I know that we've talked with K about Fragile X and what it means for her sister, what it means for our family, and what it means for her.  But, at times, I feel I'm asking her to bear too much of a burden for such a young child.

And then I feel guilty.

It's not that I allow L to get away with anything.  I don't give in to her every whim.  I don't make K give up everything all the time.  I really don't.  I try to be a fair parent.  But when those moments happen, and we are in public, and I can just sense that things are not going well, my first knee-jerk reaction is to make a request of my younger daughter that will appease the older.  And I feel I am stealing a piece of her every time I do it.

It should be noted that I acknowledge her big heart. I thank her for her assistance. I try to replace the object denied or the time given up as quickly as possible.  But do these things really make up for asking so much of my baby girl?  Does me asking this of her make her feel less important? Less deserving?

Less loved?

It is in these moments that I see two beautiful girls, both affected by Fragile X, but in completely different ways.  And it is in these moments that I want to take Fragile X, ring its neck, rip it to shreds, and throw it into a black hole.

And it is in these moments that I realize that I am so lucky to have both of my beautiful daughters who teach me every day what true love is.


Updated to add a response one of Shannon's dear childhood friends posted.  It gives me a sense of comfort.  Thank you, Tara.

Friday, January 17, 2014

Transitions

Every day, I wonder, "what is up with her!?"  I have found that I have to walk L through every single step of her day.  "Put your panties on. Put your pants on. Put your socks on. Left foot. Right foot. Put your shirt on." I used to be able to say, "get dressed".  What happened!?

What happened?  Really? I have to ask that question, knowing everything that has happened in the past several months?  Come on, mom. Use your noggin.

Our lives have been in the state of constant transitions here lately.  My mom moved in with us back in May.  Around that same time, my husband got orders for deployment to the desert, effective date of October.  There were to be many changes to go through.  And then some ....

My sister needed some assistance with her office until she could get a vacant position filled. My mom went up there to help, and just a few weeks before she was scheduled to be back home with us, they were involved in a terrible accident.  So, while Daddy was going back and forth to training, we were preparing to have Oma home, only to be delayed in that expected outcome.

If you know anything about children, especially children with Fragile X, you know how much preparation goes in to anything. You have to mark calendars, put up schedules, talk with them, do countdowns.  All of these preparations came to a halt and were reversed, which makes for a not-easy discussion with your FX'er.  She didn't understand.  But the calendar said Oma would be home today! Why is Oma not home?

We had to take an unplanned trip to Abilene to see my sister and my mom.  We come home, and Daddy leaves for 2 weeks of training.  Daddy comes home for a few weeks, then he leaves for his deployment.  Oma comes home in a wheelchair then leaves for follow-up appointments then comes home, etc.
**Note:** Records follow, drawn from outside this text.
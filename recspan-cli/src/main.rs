//! recspan command-line entry point

use clap::Parser;
use recspan_cli::commands::scan::ScanArgs;

fn main() {
    let args = ScanArgs::parse();
    if let Err(err) = args.execute() {
        eprintln!("error: {err:#}");
        std::process::exit(1);
    }
}
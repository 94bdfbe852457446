//! CLI command implementations

pub mod scan;
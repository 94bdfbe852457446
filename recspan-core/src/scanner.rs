//! Position-tracking record scanning
//!
//! [`RecordScanner`] wraps a byte stream and a [`SplitStrategy`] and yields
//! one record per call, keeping an absolute byte offset of everything the
//! strategy has consumed. The offset is what a caller persists to resume the
//! stream at the right byte after a restart, so it counts bytes consumed from
//! the source, never bytes emitted: a truncated record still moves the offset
//! by the full consumed span.

use crate::config::ScannerConfig;
use crate::error::{Result, ScanError};
use crate::split::{Split, SplitStrategy};
use std::io::{self, Read};
use tracing::debug;

/// One scanned record
#[derive(Debug, Clone, PartialEq, Eq)]
pub struct Record {
    /// Record content, at most `max_record_size` bytes
    pub bytes: Vec<u8>,
    /// Absolute stream position after this record was consumed; the value to
    /// persist in order to resume reading from the next record
    pub offset: u64,
    /// Whether the record was cut to the size limit
    pub truncated: bool,
}

/// Scanner that splits a byte stream into records while tracking position
///
/// The buffer never grows past twice the configured record size. When the
/// strategy cannot find a boundary within that ceiling, the scanner forces a
/// split so an unterminated oversized entry cannot stall the stream.
pub struct RecordScanner<R, S> {
    reader: R,
    strategy: S,
    buf: Vec<u8>,
    pos: u64,
    max_record_size: usize,
    ceiling: usize,
    read_chunk: usize,
    at_end: bool,
}

impl<R: Read, S: SplitStrategy> RecordScanner<R, S> {
    /// Create a scanner over `reader` with the given strategy and config
    ///
    /// Fails with [`ScanError::InvalidConfig`] when the configuration does
    /// not validate (zero `max_record_size`).
    pub fn new(reader: R, strategy: S, config: ScannerConfig) -> Result<Self> {
        config
            .validate()
            .map_err(|reason| ScanError::InvalidConfig { reason })?;
        let ceiling = config.buffer_ceiling();
        Ok(Self {
            reader,
            strategy,
            buf: Vec::with_capacity(config.initial_capacity.min(ceiling)),
            pos: config.start_offset,
            max_record_size: config.max_record_size,
            ceiling,
            read_chunk: config.initial_capacity.max(1),
            at_end: false,
        })
    }

    /// Scan the next record
    ///
    /// `Ok(None)` signals end of sequence: the stream is exhausted and the
    /// strategy has nothing left to finalize. Errors leave the position
    /// reflecting every advance the strategy reported before the failure.
    pub fn scan(&mut self) -> Result<Option<Record>> {
        loop {
            if !self.buf.is_empty() || self.at_end {
                match self.strategy.split(&self.buf, self.at_end)? {
                    Split::Record { advance, token } => {
                        return self.emit(advance, token).map(Some);
                    }
                    Split::NeedMoreData => {
                        if self.buf.len() >= self.ceiling {
                            // No boundary within the ceiling: force a split
                            // so the stream keeps moving.
                            return self.emit_forced().map(Some);
                        }
                        if self.at_end {
                            return Ok(None);
                        }
                    }
                }
            }
            self.fill()?;
        }
    }

    /// Absolute stream position: the configured start offset plus every byte
    /// the strategy has consumed so far. Valid at any time, including after
    /// an error or end of sequence.
    pub fn position(&self) -> u64 {
        self.pos
    }

    /// Iterate over the remaining records
    pub fn records(&mut self) -> Records<'_, R, S> {
        Records { scanner: self }
    }

    /// Consume the scanner, returning the underlying reader
    pub fn into_inner(self) -> R {
        self.reader
    }

    fn emit(&mut self, advance: usize, token: std::ops::Range<usize>) -> Result<Record> {
        if advance > self.buf.len() {
            return Err(ScanError::InvalidAdvance {
                advance,
                buffered: self.buf.len(),
            });
        }
        let slice = self
            .buf
            .get(token.clone())
            .ok_or(ScanError::InvalidAdvance {
                advance: token.end,
                buffered: self.buf.len(),
            })?;

        let truncated = slice.len() > self.max_record_size;
        let bytes = if truncated {
            debug!(
                token_len = slice.len(),
                limit = self.max_record_size,
                "truncating oversized record"
            );
            slice[..self.max_record_size].to_vec()
        } else {
            slice.to_vec()
        };

        // Position reflects bytes consumed from the source, not bytes kept.
        self.pos += advance as u64;
        self.buf.drain(..advance);
        Ok(Record {
            bytes,
            offset: self.pos,
            truncated,
        })
    }

    fn emit_forced(&mut self) -> Result<Record> {
        debug!(
            buffered = self.buf.len(),
            limit = self.max_record_size,
            "no boundary within buffer ceiling, forcing split"
        );
        let bytes = self.buf[..self.max_record_size].to_vec();
        self.buf.drain(..self.max_record_size);
        self.pos += self.max_record_size as u64;
        Ok(Record {
            bytes,
            offset: self.pos,
            truncated: true,
        })
    }

    fn fill(&mut self) -> Result<()> {
        if self.buf.len() >= self.ceiling {
            // The forced-split check keeps this unreachable from scan(), but
            // a grow request at the ceiling must never be honored.
            return Err(ScanError::RecordTooLarge {
                limit: self.max_record_size,
            });
        }
        let old_len = self.buf.len();
        let want = (self.ceiling - old_len).min(self.read_chunk);
        self.buf.resize(old_len + want, 0);
        match self.reader.read(&mut self.buf[old_len..]) {
            Ok(0) => {
                self.buf.truncate(old_len);
                self.at_end = true;
                Ok(())
            }
            Ok(n) => {
                self.buf.truncate(old_len + n);
                Ok(())
            }
            Err(ref e) if e.kind() == io::ErrorKind::Interrupted => {
                self.buf.truncate(old_len);
                Ok(())
            }
            Err(e) => {
                self.buf.truncate(old_len);
                Err(e.into())
            }
        }
    }
}

/// Iterator over a scanner's remaining records
pub struct Records<'a, R, S> {
    scanner: &'a mut RecordScanner<R, S>,
}

impl<R: Read, S: SplitStrategy> Iterator for Records<'_, R, S> {
    type Item = Result<Record>;

    fn next(&mut self) -> Option<Self::Item> {
        self.scanner.scan().transpose()
    }
}
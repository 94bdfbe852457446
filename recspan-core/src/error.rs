//! Error types for scanning and splitting

use std::io;
use thiserror::Error;

/// Errors surfaced by the record scanner
#[derive(Error, Debug)]
pub enum ScanError {
    /// Invalid scanner configuration
    #[error("invalid configuration: {reason}")]
    InvalidConfig {
        /// Why the configuration was rejected
        reason: String,
    },

    /// An unterminated record could not fit within the buffer ceiling
    #[error(
        "record too large (limit {limit} bytes): increase the max record size \
         or ensure that multiline patterns terminate"
    )]
    RecordTooLarge {
        /// The configured maximum record size in bytes
        limit: usize,
    },

    /// I/O failure while reading from the underlying stream
    #[error("scanner error: {0}")]
    Io(#[from] io::Error),

    /// The split strategy reported a failure
    #[error("scanner error: {0}")]
    Strategy(#[from] SplitError),

    /// The split strategy advanced past the end of the buffered data
    #[error("split strategy advanced {advance} bytes but only {buffered} were buffered")]
    InvalidAdvance {
        /// The advance the strategy reported
        advance: usize,
        /// The number of bytes actually buffered
        buffered: usize,
    },
}

impl ScanError {
    /// Whether this error is the record-too-large condition, for which the
    /// caller can give actionable guidance rather than a generic I/O message.
    pub fn is_record_too_large(&self) -> bool {
        matches!(self, ScanError::RecordTooLarge { .. })
    }
}

/// Error reported by a split strategy
#[derive(Error, Debug)]
#[error("{message}")]
pub struct SplitError {
    message: String,
    #[source]
    source: Option<Box<dyn std::error::Error + Send + Sync>>,
}

impl SplitError {
    /// Create a strategy error from a message
    pub fn new(message: impl Into<String>) -> Self {
        Self {
            message: message.into(),
            source: None,
        }
    }

    /// Create a strategy error wrapping an underlying cause
    pub fn with_source(
        message: impl Into<String>,
        source: impl std::error::Error + Send + Sync + 'static,
    ) -> Self {
        Self {
            message: message.into(),
            source: Some(Box::new(source)),
        }
    }
}

/// Result type for scanner operations
pub type Result<T> = std::result::Result<T, ScanError>;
Meanwhile, during all of this back and forth commotion, L changed day cares, started back to school, started swimming lessons, had to change swimming coaches, and is about to begin taking drum lessons.

How could I possibly wonder why L is having such a difficult time?  Her life is nothing BUT transitions!!! She has, in reality, handled them all very well, all things considered.  Her meltdowns are more frequent and more intense.  She has gotten physically aggressive with me at times.  But, things could be so much worse.

I am proud of my girls.  While their lives are ever changing, they have stuck together and remained positive.  They support each other and encourage each other.  I just wish I could make it all easier for them. And I wish I could make their lives more stable, with less transitions.

In the meantime, however, we will continue to build schedules and verbally cue L to put on her socks. Left sock. Right sock. Good job.